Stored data
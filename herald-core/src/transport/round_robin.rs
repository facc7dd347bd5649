//! Round-robin transport: spreads messages across children

use super::composite::Children;
use super::{unsupported_message, Transport};
use crate::error::Result;
use crate::models::{Message, SentMessage};
use async_trait::async_trait;
use std::sync::atomic::{AtomicUsize, Ordering};
use std::time::Duration;

/// Rotates the starting child on every successful send.
///
/// A child that fails is skipped for the rest of the call and the next one
/// is tried, so a single call still fails over. The cursor is shared by all
/// callers; concurrent sends may lose an update but never read out of range.
pub struct RoundRobinTransport {
    children: Children,
    /// Index of the next child to try
    cursor: AtomicUsize,
}

impl RoundRobinTransport {
    pub fn new(transports: Vec<Box<dyn Transport>>) -> Result<Self> {
        Ok(Self {
            children: Children::new("round-robin", " && ", transports)?,
            cursor: AtomicUsize::new(0),
        })
    }

    /// Skip a failed child on later calls until `period` has elapsed
    pub fn with_retry_period(mut self, period: Duration) -> Self {
        self.children.set_retry_period(period);
        self
    }

    pub fn transports(&self) -> &[Box<dyn Transport>] {
        self.children.transports()
    }

    /// Index the next call will start from
    pub fn cursor(&self) -> usize {
        self.cursor.load(Ordering::Relaxed) % self.children.len()
    }
}

#[async_trait]
impl Transport for RoundRobinTransport {
    fn supports(&self, message: &Message) -> bool {
        self.children.supports(message)
    }

    async fn send(&self, message: &Message) -> Result<SentMessage> {
        if !self.supports(message) {
            return Err(unsupported_message(self, message));
        }
        let len = self.children.len();
        let start = self.cursor();
        let order = (0..len).map(move |offset| (start + offset) % len);

        let (index, sent) = self.children.dispatch(message, order).await?;
        self.cursor.store((index + 1) % len, Ordering::Relaxed);
        Ok(sent)
    }

    fn describe(&self) -> String {
        self.children.describe()
    }
}

#[cfg(test)]
mod tests {
    use super::*;
    use crate::transport::NullTransport;

    #[tokio::test]
    async fn test_cursor_wraps() {
        let rr = RoundRobinTransport::new(vec![
            Box::new(NullTransport::default()),
            Box::new(NullTransport::default()),
            Box::new(NullTransport::default()),
        ])
        .unwrap();
        assert_eq!(rr.describe(), "(null && null && null)");

        let message = Message::sms("+1", "x");
        for expected in [1, 2, 0, 1] {
            rr.send(&message).await.unwrap();
            assert_eq!(rr.cursor(), expected);
        }
    }
}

PROMPT
Take the lines from the start of the records through the line holding "child to try", both included, and please print them exactly, with nothing else.

EXERCISE OUTPUT
filename herald-core/src/transport/round_robin.rs
repository facc7dd347bd5649
//! Round-robin transport: spreads messages across children

use super::composite::Children;
use super::{unsupported_message, Transport};
use crate::error::Result;
use crate::models::{Message, SentMessage};
use async_trait::async_trait;
use std::sync::atomic::{AtomicUsize, Ordering};
use std::time::Duration;

/// Rotates the starting child on every successful send.
///
/// A child that fails is skipped for the rest of the call and the next one
/// is tried, so a single call still fails over. The cursor is shared by all
/// callers; concurrent sends may lose an update but never read out of range.
pub struct RoundRobinTransport {
    children: Children,
    /// Index of the next child to try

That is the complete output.